The Parliament Secretariat has changed its statement on Speaker Shirin Sharmin Chaudhury’s speech at a symposium organised by the International Criminal Court in the Netherlands.
In the first statement citing Chaudhury’s speech, the secretariat said Bangladesh expects the ICC to issue a ruling against Myanmar on the forceful deportation of the Rohingyas.
The secretariat later dropped the quote in the amended statement.
The ICC organised the symposium in The Hague on Wednesday to mark the 20th anniversary of the Rome Statute.
Chaudhury, in her speech at the symposium, said, “The world has recently witnessed the heartbreaking devastation of a rich and rooted culture by Myanmar.”
The UN and its human rights agency have pledged to stand by Bangladesh, identifying the atrocities against Rohingyas as ethnic cleansing and genocide, the speaker noted.
“Now the international community’s continuous and effective role is needed for safe and permanent repatriation of the displaced Rohingyas,” she said.
Around 700,000 Rohingyas have fled the Rakhine State into Bangladesh since the Myanmar army launched an operation against insurgents on Aug 25 last year.Before the latest exodus started, Bangladesh was already shelter to around 400,000 refugees who fled decades of persecution in Myanmar.

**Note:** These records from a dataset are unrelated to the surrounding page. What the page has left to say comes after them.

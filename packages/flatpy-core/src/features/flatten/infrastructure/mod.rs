pub mod engine;

pub use engine::Flattener;
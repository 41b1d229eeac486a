//! AST model for the flattening pipeline
//!
//! A closed tagged-variant representation of the Python subset the engine
//! rewrites. Kinds the engine has no rewrite rule for are carried as
//! `Stmt::Unsupported` so the pass can fail fast with the offending kind
//! instead of silently miscompiling.

use serde::{Deserialize, Serialize};

/// A parsed module: the top-level statement list
#[derive(Debug, Clone, PartialEq, Serialize, Deserialize)]
pub struct Program {
    pub body: Vec<Stmt>,
}

/// Binary operators, including the bitwise and shift families
#[derive(Debug, Clone, Copy, PartialEq, Eq, Serialize, Deserialize)]
pub enum BinOp {
    Add,
    Sub,
    Mul,
    Div,
    FloorDiv,
    Mod,
    Pow,
    BitAnd,
    BitOr,
    BitXor,
    LShift,
    RShift,
}

impl BinOp {
    pub fn symbol(&self) -> &'static str {
        match self {
            BinOp::Add => "+",
            BinOp::Sub => "-",
            BinOp::Mul => "*",
            BinOp::Div => "/",
            BinOp::FloorDiv => "//",
            BinOp::Mod => "%",
            BinOp::Pow => "**",
            BinOp::BitAnd => "&",
            BinOp::BitOr => "|",
            BinOp::BitXor => "^",
            BinOp::LShift => "<<",
            BinOp::RShift => ">>",
        }
    }

    pub fn from_symbol(symbol: &str) -> Option<Self> {
        let op = match symbol {
            "+" => BinOp::Add,
            "-" => BinOp::Sub,
            "*" => BinOp::Mul,
            "/" => BinOp::Div,
            "//" => BinOp::FloorDiv,
            "%" => BinOp::Mod,
            "**" => BinOp::Pow,
            "&" => BinOp::BitAnd,
            "|" => BinOp::BitOr,
            "^" => BinOp::BitXor,
            "<<" => BinOp::LShift,
            ">>" => BinOp::RShift,
            _ => return None,
        };
        Some(op)
    }
}

#[derive(Debug, Clone, Copy, PartialEq, Eq, Serialize, Deserialize)]
pub enum UnaryOp {
    Neg,
    Pos,
    Invert,
    Not,
}

impl UnaryOp {
    pub fn symbol(&self) -> &'static str {
        match self {
            UnaryOp::Neg => "-",
            UnaryOp::Pos => "+",
            UnaryOp::Invert => "~",
            UnaryOp::Not => "not ",
        }
    }
}

#[derive(Debug, Clone, Copy, PartialEq, Eq, Serialize, Deserialize)]
pub enum BoolOp {
    And,
    Or,
}

impl BoolOp {
    pub fn symbol(&self) -> &'static str {
        match self {
            BoolOp::And => "and",
            BoolOp::Or => "or",
        }
    }
}

#[derive(Debug, Clone, Copy, PartialEq, Eq, Serialize, Deserialize)]
pub enum CmpOp {
    Eq,
    NotEq,
    Lt,
    LtE,
    Gt,
    GtE,
    Is,
    IsNot,
    In,
    NotIn,
}

impl CmpOp {
    pub fn symbol(&self) -> &'static str {
        match self {
            CmpOp::Eq => "==",
            CmpOp::NotEq => "!=",
            CmpOp::Lt => "<",
            CmpOp::LtE => "<=",
            CmpOp::Gt => ">",
            CmpOp::GtE => ">=",
            CmpOp::Is => "is",
            CmpOp::IsNot => "is not",
            CmpOp::In => "in",
            CmpOp::NotIn => "not in",
        }
    }

    pub fn from_symbol(symbol: &str) -> Option<Self> {
        let op = match symbol {
            "==" => CmpOp::Eq,
            "!=" | "<>" => CmpOp::NotEq,
            "<" => CmpOp::Lt,
            "<=" => CmpOp::LtE,
            ">" => CmpOp::Gt,
            ">=" => CmpOp::GtE,
            "is" => CmpOp::Is,
            "is not" => CmpOp::IsNot,
            "in" => CmpOp::In,
            "not in" => CmpOp::NotIn,
            _ => return None,
        };
        Some(op)
    }
}

/// Literal constants (42, 1.5, "s", True, None)
#[derive(Debug, Clone, PartialEq, Serialize, Deserialize)]
pub enum Literal {
    Int(i64),
    Float(f64),
    Str(String),
    Bool(bool),
    None,
}

/// A keyword argument at a call site (`f(key=value)`)
#[derive(Debug, Clone, PartialEq, Serialize, Deserialize)]
pub struct Keyword {
    pub arg: String,
    pub value: Expr,
}

/// Expression nodes
#[derive(Debug, Clone, PartialEq, Serialize, Deserialize)]
pub enum Expr {
    /// Name reference (singleton)
    Name(String),
    /// Literal constant (singleton)
    Constant(Literal),
    /// String-interpolation literal, kept as its raw lexeme (singleton)
    FString(String),
    Call {
        func: Box<Expr>,
        args: Vec<Expr>,
        keywords: Vec<Keyword>,
    },
    BinOp {
        op: BinOp,
        left: Box<Expr>,
        right: Box<Expr>,
    },
    UnaryOp {
        op: UnaryOp,
        operand: Box<Expr>,
    },
    BoolOp {
        op: BoolOp,
        left: Box<Expr>,
        right: Box<Expr>,
    },
    Compare {
        op: CmpOp,
        left: Box<Expr>,
        right: Box<Expr>,
    },
    Attribute {
        value: Box<Expr>,
        attr: String,
    },
    Subscript {
        value: Box<Expr>,
        index: Box<Expr>,
    },
    /// Spread argument wrapper (`*seq`); the inner value is what gets hoisted
    Starred(Box<Expr>),
    Tuple(Vec<Expr>),
    List(Vec<Expr>),
}

impl Expr {
    /// A singleton is already atomic and never needs extraction.
    pub fn is_singleton(&self) -> bool {
        matches!(self, Expr::Name(_) | Expr::Constant(_) | Expr::FString(_))
    }

    pub fn as_name(&self) -> Option<&str> {
        match self {
            Expr::Name(name) => Some(name.as_str()),
            _ => None,
        }
    }

    pub fn kind_name(&self) -> &'static str {
        match self {
            Expr::Name(_) => "Name",
            Expr::Constant(_) => "Constant",
            Expr::FString(_) => "FString",
            Expr::Call { .. } => "Call",
            Expr::BinOp { .. } => "BinOp",
            Expr::UnaryOp { .. } => "UnaryOp",
            Expr::BoolOp { .. } => "BoolOp",
            Expr::Compare { .. } => "Compare",
            Expr::Attribute { .. } => "Attribute",
            Expr::Subscript { .. } => "Subscript",
            Expr::Starred(_) => "Starred",
            Expr::Tuple(_) => "Tuple",
            Expr::List(_) => "List",
        }
    }
}

/// A function parameter with optional annotation and default
#[derive(Debug, Clone, PartialEq, Serialize, Deserialize)]
pub struct Param {
    pub name: String,
    pub annotation: Option<Expr>,
    pub default: Option<Expr>,
}

impl Param {
    pub fn new(name: impl Into<String>) -> Self {
        Self {
            name: name.into(),
            annotation: None,
            default: None,
        }
    }
}

/// A function definition
#[derive(Debug, Clone, PartialEq, Serialize, Deserialize)]
pub struct FunctionDef {
    pub name: String,
    pub params: Vec<Param>,
    pub body: Vec<Stmt>,
    pub decorators: Vec<Expr>,
    pub returns: Option<Expr>,
}

/// Statement nodes
#[derive(Debug, Clone, PartialEq, Serialize, Deserialize)]
pub enum Stmt {
    FunctionDef(FunctionDef),
    Assign {
        targets: Vec<Expr>,
        value: Expr,
    },
    AnnAssign {
        target: Expr,
        annotation: Expr,
        value: Option<Expr>,
    },
    AugAssign {
        target: Expr,
        op: BinOp,
        value: Expr,
    },
    Return {
        value: Option<Expr>,
    },
    Expr {
        value: Expr,
    },
    Pass,
    /// A statement kind with no rewrite rule (control flow, class bodies,
    /// imports). Reaching the engine with one of these is a fatal
    /// unsupported-construct error carrying the source kind.
    Unsupported {
        kind: String,
    },
}

impl Stmt {
    pub fn kind_name(&self) -> &'static str {
        match self {
            Stmt::FunctionDef(_) => "FunctionDef",
            Stmt::Assign { .. } => "Assign",
            Stmt::AnnAssign { .. } => "AnnAssign",
            Stmt::AugAssign { .. } => "AugAssign",
            Stmt::Return { .. } => "Return",
            Stmt::Expr { .. } => "Expr",
            Stmt::Pass => "Pass",
            Stmt::Unsupported { .. } => "Unsupported",
        }
    }
}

The recently displaced Myanmar nationals recounted horrific details of the operation, including arson attacks, killings and rapes, but the Myanmar authorities have denied the allegations.
Bangladesh responded to the queries of the ICC over its jurisdiction to run a case against Myanmar, tied to the Rohingya issue, State Minister for Foreign Affairs Md Shahriar Alam said in June without giving any details.
The ICC also gave Myanmar a deadline of July 27 to respond to a prosecution request that its judges consider hearing a case on the alleged deportation of Rohingya minorities to Bangladesh.
“Considering that the crime of deportation is alleged to have commenced on the territory of Myanmar, the chamber deems it appropriate to seek observations from the competent authorities of Myanmar on the prosecutor’s request,” the ICC said.
The world’s first permanent war crimes court does not have automatic jurisdiction in Myanmar because it is not a member state.However, the prosecutor asked the court to look into the Rohingya crisis and a possible prosecution through Bangladesh, which is a member.
Prosecutor Fatou Bensouda has argued that, given the cross-border nature of the crime of deportation, a ruling in favour of ICC jurisdiction would be in line with established legal principles.
Though Myanmar is not a member of the ICC, Bangladesh already presented information related to the Rohingya crisis to the ICC’s Pre-Trial Chamber I, Speaker Chaudhury said.
“Bangladesh recognises the importance of the universal Rome Statute and is continuously supporting the court’s efforts to achieve its goals,” she said.
“Bangladesh is determined to build a world free from crime, injustice, and inequality. Bangladesh will travel along the others in the world to bring the criminals to book and ensure their exemplary punishment,” she added.